[Saved entries]

//! Memory Hierarchy Controller.
//!
//! `MemoryHierarchy` owns the cache and the backing memory and is the only path
//! between the processor and memory. Each access:
//! 1. **Checks bounds:** A negative or too-large address is fatal and changes nothing.
//! 2. **Ages:** Every line in the cache grows one access older.
//! 3. **Looks up:** A hit serves the word from the line.
//! 4. **Allocates on miss:** The policy picks a victim, a dirty victim is written back,
//!    and the block is filled from memory. Writes allocate too (fetch-on-write).
//! 5. **Completes:** Reads return the word, writes store it and dirty the line, and the
//!    touched line becomes the most recently used.
//!
//! Writes are never propagated immediately (write-back); memory catches up on eviction
//! or on an explicit [`MemoryHierarchy::flush`].

use tracing::{debug, trace};

use super::WordMemory;
use super::transfer::{TransferEvent, TransferKind};
use crate::common::{ConfigError, MemOp, SimError, Word};
use crate::config::Config;
use crate::core::units::cache::geometry::{AddressParts, CacheGeometry};
use crate::core::units::cache::{CacheSim, DirtyBit, ValidBit};
use crate::stats::{CacheOutcome, CacheStats};

/// Outcome of one access through the hierarchy.
#[derive(Clone, Debug, PartialEq, Eq)]
pub struct AccessResult {
    /// Word read, or the word written.
    pub value: Word,
    /// Whether the block was resident.
    pub outcome: CacheOutcome,
    /// Way of the set that served the access.
    pub way: usize,
    /// Transfers performed, in order.
    pub events: Vec<TransferEvent>,
}

impl AccessResult {
    /// Returns `true` for a hit.
    pub fn is_hit(&self) -> bool {
        self.outcome == CacheOutcome::Hit
    }
}

/// Single-level write-back, write-allocate cache in front of backing memory.
#[derive(Debug)]
pub struct MemoryHierarchy {
    cache: CacheSim,
    memory: WordMemory,
    stats: CacheStats,
}

impl MemoryHierarchy {
    /// Puts an empty LRU cache of the given geometry in front of `memory`.
    ///
    /// # Errors
    ///
    /// Returns [`ConfigError::MemoryNotBlockAligned`] if memory is not a whole
    /// number of blocks, since the last fill would run past the end.
    pub fn new(geometry: CacheGeometry, memory: WordMemory) -> Result<Self, ConfigError> {
        Self::with_cache(CacheSim::new(geometry), memory)
    }

    /// Puts an existing cache in front of `memory`.
    ///
    /// # Errors
    ///
    /// As [`MemoryHierarchy::new`].
    pub fn with_cache(cache: CacheSim, memory: WordMemory) -> Result<Self, ConfigError> {
        let words_per_block = cache.geometry().words_per_block();
        if memory.capacity() % words_per_block != 0 {
            return Err(ConfigError::MemoryNotBlockAligned {
                size_words: memory.capacity(),
                words_per_block,
            });
        }
        Ok(Self {
            cache,
            memory,
            stats: CacheStats::default(),
        })
    }

    /// Builds the hierarchy described by `config` around `memory`.
    ///
    /// # Errors
    ///
    /// Returns any geometry or alignment error.
    pub fn from_config(config: &Config, memory: WordMemory) -> Result<Self, ConfigError> {
        Self::new(config.cache.geometry()?, memory)
    }

    /// The cache store.
    pub const fn cache(&self) -> &CacheSim {
        &self.cache
    }

    /// Backing memory. Blocks resident and dirty in the cache may be stale here.
    pub const fn memory(&self) -> &WordMemory {
        &self.memory
    }

    /// Access counters.
    pub const fn stats(&self) -> &CacheStats {
        &self.stats
    }

    /// Reads the word at `addr`.
    ///
    /// # Errors
    ///
    /// Returns [`SimError::OutOfBounds`] for an address outside memory.
    pub fn read(&mut self, addr: Word) -> Result<AccessResult, SimError> {
        self.access(addr, MemOp::Read)
    }

    /// Writes `value` to `addr`.
    ///
    /// # Errors
    ///
    /// Returns [`SimError::OutOfBounds`] for an address outside memory.
    pub fn write(&mut self, addr: Word, value: Word) -> Result<AccessResult, SimError> {
        self.access(addr, MemOp::Write(value))
    }

    /// Performs one access through the cache.
    ///
    /// # Errors
    ///
    /// Returns [`SimError::OutOfBounds`] for an address outside memory; neither
    /// the cache nor memory is modified in that case.
    pub fn access(&mut self, addr: Word, op: MemOp) -> Result<AccessResult, SimError> {
        let addr = self.memory.translate(addr)?;
        self.cache.age_all();

        let parts = self.cache.geometry().decode(addr);
        let mut events = Vec::with_capacity(3);
        let (way, outcome) = match self.cache.find(parts.set, parts.tag) {
            Some(way) => (way, CacheOutcome::Hit),
            None => (self.allocate(parts, &mut events), CacheOutcome::Miss),
        };

        let line = self.cache.line_mut(parts.set, way);
        let value = match op {
            MemOp::Read => {
                events.push(TransferEvent::word(addr, TransferKind::CacheToProcessor));
                line.data[parts.offset]
            }
            MemOp::Write(value) => {
                line.data[parts.offset] = value;
                line.dirty = DirtyBit::Dirty;
                events.push(TransferEvent::word(addr, TransferKind::ProcessorToCache));
                value
            }
        };
        self.cache.touch(parts.set, way);

        trace!(%addr, set = parts.set, way, ?outcome, ?op, "cache access");
        self.stats.record_access(op.access_type(), outcome, &events);

        Ok(AccessResult {
            value,
            outcome,
            way,
            events,
        })
    }

    /// Returns the current architectural value at `addr` without touching any state.
    ///
    /// A resident line takes precedence over backing memory.
    pub fn peek(&self, addr: Word) -> Option<Word> {
        let addr = self.memory.translate(addr).ok()?;
        let parts = self.cache.geometry().decode(addr);
        match self.cache.find(parts.set, parts.tag) {
            Some(way) => Some(self.cache.line(parts.set, way).data[parts.offset]),
            None => self.memory.word(addr),
        }
    }

    /// Writes every dirty line back to memory and marks it clean.
    ///
    /// Lines stay valid. Recency counters are not changed.
    ///
    /// # Returns
    ///
    /// The write-back transfers, in set/way order.
    pub fn flush(&mut self) -> Vec<TransferEvent> {
        let geometry = *self.cache.geometry();
        let mut events = Vec::new();

        for set in 0..geometry.sets() {
            for way in 0..geometry.ways() {
                let line = self.cache.line_mut(set, way);
                if line.is_valid() && line.is_dirty() {
                    let base = geometry.block_base(line.tag, set);
                    self.memory.write_block(base, &line.data);
                    line.dirty = DirtyBit::Clean;
                    let event = TransferEvent::block(
                        base,
                        geometry.words_per_block(),
                        TransferKind::CacheToMemory,
                    );
                    self.stats.record_transfer(&event);
                    events.push(event);
                }
            }
        }

        debug!(written_back = events.len(), "cache flushed");
        events
    }

    /// Claims a way for the block described by `parts` and fills it from memory.
    fn allocate(&mut self, parts: AddressParts, events: &mut Vec<TransferEvent>) -> usize {
        let geometry = *self.cache.geometry();
        let way = self.cache.select_victim(parts.set);
        self.evict(parts.set, way, events);

        let base = geometry.block_base(parts.tag, parts.set);
        let line = self.cache.line_mut(parts.set, way);
        line.data
            .copy_from_slice(self.memory.block(base, geometry.words_per_block()));
        line.valid = ValidBit::Valid;
        line.dirty = DirtyBit::Clean;
        line.tag = parts.tag;
        line.age = 0;

        debug!(%base, set = parts.set, way, "block filled");
        events.push(TransferEvent::block(
            base,
            geometry.words_per_block(),
            TransferKind::MemoryToCache,
        ));
        way
    }

    /// Empties a way, writing it back first if it is dirty.
    fn evict(&mut self, set: usize, way: usize, events: &mut Vec<TransferEvent>) {
        let geometry = *self.cache.geometry();
        let line = self.cache.line_mut(set, way);
        if !line.is_valid() {
            return;
        }

        let base = geometry.block_base(line.tag, set);
        let kind = if line.is_dirty() {
            self.memory.write_block(base, &line.data);
            line.dirty = DirtyBit::Clean;
            TransferKind::CacheToMemory
        } else {
            TransferKind::CacheToNowhere
        };
        line.valid = ValidBit::Invalid;

        debug!(%base, set, way, ?kind, "block evicted");
        events.push(TransferEvent::block(base, geometry.words_per_block(), kind));
    }
}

Your task = Look above for the line containing "the only path" and the line containing "4. **Allocates on". Transcribe both, with the lines between them, exactly.

Output below =
//! `MemoryHierarchy` owns the cache and the backing memory and is the only path
//! between the processor and memory. Each access:
//! 1. **Checks bounds:** A negative or too-large address is fatal and changes nothing.
//! 2. **Ages:** Every line in the cache grows one access older.
//! 3. **Looks up:** A hit serves the word from the line.
//! 4. **Allocates on miss:** The policy picks a victim, a dirty victim is written back,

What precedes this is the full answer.